If any viewers were worried that Mindhunter‘s central conceit of killer interviews (I mean this in the literal sense) and cold cases would eventually grow stale, Fincher‘s opening act for Season 2 quickly dispels those concerns. The show’s rejection of conventional “show, don’t tell” screenwriting logic remains a dramatic godsend, allowing the disturbing details of these crimes to intensify the already suspenseful mood.

Ford and Tench have to get inside the minds of murderers and psychopaths to do their jobs right; for better or worse, we’re put in this frightening position ourselves. Through its direct examination of both its heroes and its more unsavory subjects, Fincher‘s camera is constantly implicating the viewers, involving our curiosity and our repulsion in equal measure.
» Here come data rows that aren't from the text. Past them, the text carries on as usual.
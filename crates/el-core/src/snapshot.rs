//! Snapshots, events, and the entities that group them.

use serde::{Deserialize, Serialize};
use strum::{Display, EnumIter, EnumString};

use crate::error::ValueError;
use crate::path::Path;
use crate::value::{Object, Value};

/// One timestamped capture of game state. The state is always an object.
#[derive(Debug, Clone, PartialEq, Serialize)]
pub struct Snapshot {
    timestamp: f64,
    state: Value,
}

impl Snapshot {
    /// Build a snapshot; fails with `TypeMismatch` unless `state` is an object.
    pub fn new(timestamp: f64, state: Value) -> Result<Self, ValueError> {
        state.as_object()?;
        Ok(Self { timestamp, state })
    }

    pub fn from_object(timestamp: f64, state: Object) -> Self {
        Self {
            timestamp,
            state: Value::Object(state),
        }
    }

    pub fn timestamp(&self) -> f64 {
        self.timestamp
    }

    pub fn state(&self) -> &Value {
        &self.state
    }

    pub fn get(&self, path: &Path) -> Option<&Value> {
        self.state.get_path(path)
    }

    pub fn number_at(&self, path: &Path) -> Option<f64> {
        self.state.number_at(path)
    }
}

/// A game event (damage taken, enemy spawned, ...) recorded next to snapshots.
#[derive(Debug, Clone, PartialEq, Serialize)]
pub struct Event {
    #[serde(rename = "type")]
    kind: String,
    timestamp: f64,
    data: Value,
}

impl Event {
    /// Build an event; fails with `TypeMismatch` unless `data` is an object.
    pub fn new(kind: impl Into<String>, timestamp: f64, data: Value) -> Result<Self, ValueError> {
        data.as_object()?;
        Ok(Self {
            kind: kind.into(),
            timestamp,
            data,
        })
    }

    pub fn kind(&self) -> &str {
        &self.kind
    }

    pub fn timestamp(&self) -> f64 {
        self.timestamp
    }

    pub fn data(&self) -> &Value {
        &self.data
    }

    /// Field of the event payload by key.
    pub fn field(&self, key: &str) -> Option<&Value> {
        match &self.data {
            Value::Object(obj) => obj.get(key),
            _ => None,
        }
    }
}

/// Granularity of a comparable log unit.
#[derive(
    Debug,
    Clone,
    Copy,
    PartialEq,
    Eq,
    Hash,
    PartialOrd,
    Ord,
    Serialize,
    Deserialize,
    Display,
    EnumString,
    EnumIter,
)]
#[serde(rename_all = "snake_case")]
#[strum(serialize_all = "snake_case")]
pub enum EntityLevel {
    Snapshot,
    Session,
    Export,
}

/// A log unit that an external resolver can turn into snapshots.
#[derive(Debug, Clone, PartialEq, Eq, Hash, PartialOrd, Ord, Serialize, Deserialize)]
pub struct Entity {
    pub id: String,
    pub level: EntityLevel,
}

impl Entity {
    pub fn new(id: impl Into<String>, level: EntityLevel) -> Self {
        Self {
            id: id.into(),
            level,
        }
    }

    pub fn snapshot(id: impl Into<String>) -> Self {
        Self::new(id, EntityLevel::Snapshot)
    }

    pub fn session(id: impl Into<String>) -> Self {
        Self::new(id, EntityLevel::Session)
    }

    pub fn export(id: impl Into<String>) -> Self {
        Self::new(id, EntityLevel::Export)
    }
}

impl core::fmt::Display for Entity {
    fn fmt(&self, f: &mut core::fmt::Formatter<'_>) -> core::fmt::Result {
        write!(f, "{}:{}", self.level, self.id)
    }
}

/// Time-ordered snapshots and events belonging to one entity.
#[derive(Debug, Clone, Default, PartialEq, Serialize)]
pub struct SessionData {
    snapshots: Vec<Snapshot>,
    events: Vec<Event>,
}

impl SessionData {
    /// Sorts both sequences by timestamp; equal timestamps keep input order.
    pub fn new(mut snapshots: Vec<Snapshot>, mut events: Vec<Event>) -> Self {
        snapshots.sort_by(|a, b| a.timestamp.total_cmp(&b.timestamp));
        events.sort_by(|a, b| a.timestamp.total_cmp(&b.timestamp));
        Self { snapshots, events }
    }

    pub fn from_snapshots(snapshots: Vec<Snapshot>) -> Self {
        Self::new(snapshots, Vec::new())
    }

    pub fn snapshots(&self) -> &[Snapshot] {
        &self.snapshots
    }

    pub fn events(&self) -> &[Event] {
        &self.events
    }

    pub fn is_empty(&self) -> bool {
        self.snapshots.is_empty()
    }
}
The show remains perhaps most impressive for its attention to the elongation of low-key suspense, for its ability to let the terrors described in each scene percolate until every viewer is suitably on edge. Ever the methodical and exacting filmmaker, Fincher stages an assortment of impressive setpieces where, devoid of any flashbacks or elaborate cinematic trickery, the sheer duration and the subtly increasing momentum of the scene become the most crucial aspects.

One of the highlights of the season thus far is a chilling scene with Tench, Wichita Detective Drowatzky (Jeb Kreager), and Kevin Bright (Andrew Yackel), one of the few people to survive an encounter with the BTK killer. Kevin, disfigured from the attack, sits in the back of the car so that Tench and Drowatzky can’t see his face; there’s also a loaded shotgun in the back, but the Wichita Detective insists that the young man wouldn’t hurt anyone (we mostly believe him).

Tench proceeds to go through his questions in painstaking detail, with Kevin’s blurry, out-of-focus visage recalling the horrific tale of a near-death experience. It’s a simple, direct encounter elevated by Fincher‘s shot choices and the concision of the editing, where the drawn-out, real-time relaying of this traumatic narrative becomes a source of vivid horror.

However, a new kind of tension this season comes from Holden Ford himself: once the show’s steadiest and most unflappable figure, Holden is now a wild card, a live wire who could disintegrate at any moment. Yes, he’s still capable of getting incredible information out of the most despicable of individuals, as their unusual encounter with Son of Sam demonstrates. But in the aftermath of the Kemper incident, the unpredictability of Holden’s mental, physical, and emotional state is almost as fiercely compelling as this season’s central narrative. He’s hanging on by a thread, and with Atlanta, BTK, and potentially even more danger on his mind, who knows how long he’ll keep it together.

I stopped myself from binging in order to write this early recap, but I simply can’t wait to see where Mindhunter: Season 2 goes from here. Just three episodes into this new season, I’m already reminded of why I adore this show so much. It’s gripping, intoxicating television, the rare piece of serialized entertainment that’s as engaging on a scene-to-scene basis as it is on a grand narrative level. And for those of us who have been patiently waiting for a new Fincher film for nearly half a decade, the chance to see his trademark style and immaculate attention to detail on this scale is a wonderful tonic.